◆ **Problem description**: From the records, return each line that has the word "forward" in it.

◆ **Raw data**:
::::

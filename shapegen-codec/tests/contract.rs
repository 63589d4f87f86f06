//! End-to-end contract tests over a small people schema: round trips,
//! equality, hashing, minting, default handling, enumerated-value
//! filtering, union decoding, and feature gating.

use pretty_assertions::assert_eq;
use shapegen_codec::{
    construct, equals, from_graph, from_json, hash_instance, identifier_of, json_schema,
    to_graph, to_json, ui_schema, union_from_graph, where_clause, CodecError, Value,
};
use shapegen_graph_ir::{DecodeError, Graph, Term};
use shapegen_model::ObjectModel;
use shapegen_vocab::{gen, rdf, rdfs, sh, xsd};
use sha2::{Digest, Sha256};

const EX: &str = "http://example.org/";

fn iri(local: &str) -> Term {
    Term::iri(format!("{EX}{local}"))
}

fn class_shape(g: &mut Graph, local: &str) -> Term {
    let s = iri(local);
    g.add_triple(s.clone(), Term::iri(rdf::TYPE), Term::iri(sh::NODE_SHAPE));
    g.add_triple(s.clone(), Term::iri(rdf::TYPE), Term::iri(rdfs::CLASS));
    s
}

fn property(g: &mut Graph, shape: &Term, label: &str, predicate: &str) -> Term {
    let ps = Term::blank(label);
    g.add_triple(shape.clone(), Term::iri(sh::PROPERTY), ps.clone());
    g.add_triple(ps.clone(), Term::iri(sh::PATH), iri(predicate));
    ps
}

fn counts(g: &mut Graph, ps: &Term, min: Option<i64>, max: Option<i64>) {
    if let Some(min) = min {
        g.add_triple(ps.clone(), Term::iri(sh::MIN_COUNT), Term::integer(min));
    }
    if let Some(max) = max {
        g.add_triple(ps.clone(), Term::iri(sh::MAX_COUNT), Term::integer(max));
    }
}

/// Person (name, age, nicknames, status with default, nested address)
/// plus a blank-only Address
fn people_model() -> ObjectModel {
    let mut g = Graph::new();

    let address = class_shape(&mut g, "Address");
    g.add_triple(
        address.clone(),
        Term::iri(sh::NODE_KIND),
        Term::iri(sh::BLANK_NODE),
    );
    let street = property(&mut g, &address, "a0", "street");
    g.add_triple(street.clone(), Term::iri(sh::DATATYPE), Term::iri(xsd::STRING));
    counts(&mut g, &street, Some(1), Some(1));
    let city = property(&mut g, &address, "a1", "city");
    g.add_triple(city.clone(), Term::iri(sh::DATATYPE), Term::iri(xsd::STRING));
    counts(&mut g, &city, None, Some(1));

    let person = class_shape(&mut g, "Person");
    let name = property(&mut g, &person, "p0", "name");
    g.add_triple(name.clone(), Term::iri(sh::DATATYPE), Term::iri(xsd::STRING));
    counts(&mut g, &name, Some(1), Some(1));
    let age = property(&mut g, &person, "p1", "age");
    g.add_triple(age.clone(), Term::iri(sh::DATATYPE), Term::iri(xsd::INTEGER));
    counts(&mut g, &age, None, Some(1));
    property(&mut g, &person, "p2", "nicknames");
    g.add_triple(
        Term::blank("p2"),
        Term::iri(sh::DATATYPE),
        Term::iri(xsd::STRING),
    );
    let status = property(&mut g, &person, "p3", "status");
    counts(&mut g, &status, None, Some(1));
    g.add_triple(status.clone(), Term::iri(sh::IN), Term::blank("sl0"));
    g.add_triple(Term::blank("sl0"), Term::iri(rdf::FIRST), Term::string("open"));
    g.add_triple(Term::blank("sl0"), Term::iri(rdf::REST), Term::blank("sl1"));
    g.add_triple(Term::blank("sl1"), Term::iri(rdf::FIRST), Term::string("closed"));
    g.add_triple(Term::blank("sl1"), Term::iri(rdf::REST), Term::iri(rdf::NIL));
    g.add_triple(status, Term::iri(sh::DEFAULT_VALUE), Term::string("open"));
    let addr_ref = property(&mut g, &person, "p4", "address");
    g.add_triple(addr_ref.clone(), Term::iri(sh::NODE), address);
    counts(&mut g, &addr_ref, None, Some(1));

    ObjectModel::from_graph(&g).unwrap()
}

fn alice_graph() -> Graph {
    let mut g = Graph::new();
    let alice = iri("alice");
    g.add_triple(alice.clone(), Term::iri(rdf::TYPE), iri("Person"));
    g.add_triple(alice.clone(), iri("name"), Term::string("Alice"));
    g.add_triple(alice.clone(), iri("age"), Term::integer(33));
    g.add_triple(alice.clone(), iri("nicknames"), Term::string("Ally"));
    g.add_triple(alice.clone(), iri("nicknames"), Term::string("Al"));
    g.add_triple(alice.clone(), iri("status"), Term::string("closed"));
    g.add_triple(alice.clone(), iri("address"), Term::blank("a0"));
    g.add_triple(Term::blank("a0"), iri("street"), Term::string("1 Main St"));
    g
}

#[test]
fn test_graph_round_trip_modulo_blank_identity() {
    let model = people_model();
    let ty = model.object_type("Person").unwrap();
    let data = alice_graph();

    let mut decoded = from_graph(&model, ty, &data, &iri("alice"), true).unwrap();

    let mut encoded = Graph::new();
    to_graph(&model, ty, &mut decoded, &mut encoded, true).unwrap();
    let again = from_graph(&model, ty, &encoded, &iri("alice"), true).unwrap();

    assert_eq!(equals(&model, ty, &decoded, &again).unwrap(), None);
}

#[test]
fn test_json_round_trip() {
    let model = people_model();
    let ty = model.object_type("Person").unwrap();
    let data = alice_graph();

    let mut decoded = from_graph(&model, ty, &data, &iri("alice"), true).unwrap();
    let json = to_json(&model, ty, &mut decoded).unwrap();
    assert_eq!(json["@id"], serde_json::json!("http://example.org/alice"));
    assert_eq!(json["type"], serde_json::json!("Person"));

    let again = from_json(&model, ty, &json).unwrap();
    assert_eq!(equals(&model, ty, &decoded, &again).unwrap(), None);
}

#[test]
fn test_equals_reflexive_and_swap_symmetric() {
    let model = people_model();
    let ty = model.object_type("Person").unwrap();
    let data = alice_graph();
    let a = from_graph(&model, ty, &data, &iri("alice"), true).unwrap();
    assert_eq!(equals(&model, ty, &a, &a).unwrap(), None);

    let mut b = a.clone();
    b.set("name", Value::String("Bob".into()));
    let forward = equals(&model, ty, &a, &b).unwrap().unwrap();
    let backward = equals(&model, ty, &b, &a).unwrap().unwrap();
    assert_eq!(forward.path, "name");
    assert_eq!(forward.left, backward.right);
    assert_eq!(forward.right, backward.left);
}

#[test]
fn test_hash_determinism_and_sensitivity() {
    let model = people_model();
    let ty = model.object_type("Person").unwrap();
    let data = alice_graph();
    let a = from_graph(&model, ty, &data, &iri("alice"), true).unwrap();
    let b = from_graph(&model, ty, &data, &iri("alice"), true).unwrap();

    let digest = |i| {
        let mut h = Sha256::new();
        hash_instance(&model, ty, i, &mut h).unwrap();
        h.finalize()
    };
    assert_eq!(digest(&a), digest(&b));

    let mut c = a.clone();
    c.set("age", Value::Integer(34));
    assert_ne!(digest(&a), digest(&c));
}

#[test]
fn test_sha256_mint_is_deterministic_and_invalidated_by_writes() {
    let mut g = Graph::new();
    let doc = class_shape(&mut g, "Doc");
    g.add_triple(
        doc.clone(),
        Term::iri(gen::MINTING_STRATEGY),
        Term::iri(gen::MINT_SHA256),
    );
    let value = property(&mut g, &doc, "d0", "value");
    g.add_triple(value.clone(), Term::iri(sh::DATATYPE), Term::iri(xsd::STRING));
    counts(&mut g, &value, Some(1), Some(1));
    let model = ObjectModel::from_graph(&g).unwrap();
    let ty = model.object_type("Doc").unwrap();

    let inputs = || vec![("value".to_string(), Value::String("test".into()))];
    let mut a = construct(&model, "Doc", inputs()).unwrap();
    let mut b = construct(&model, "Doc", inputs()).unwrap();
    let id_a = identifier_of(&model, ty, &mut a).unwrap();
    let id_b = identifier_of(&model, ty, &mut b).unwrap();
    assert_eq!(id_a, id_b);
    assert!(id_a
        .as_iri()
        .unwrap()
        .starts_with("urn:shapegen:Doc:sha256:"));

    // A field write invalidates the cached mint
    a.set("value", Value::String("changed".into()));
    let id_c = identifier_of(&model, ty, &mut a).unwrap();
    assert_ne!(id_a, id_c);
}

::::

◆ **Task result**:
    let forward = equals(&model, ty, &a, &b).unwrap().unwrap();
    assert_eq!(forward.path, "name");
    assert_eq!(forward.left, backward.right);
    assert_eq!(forward.right, backward.left);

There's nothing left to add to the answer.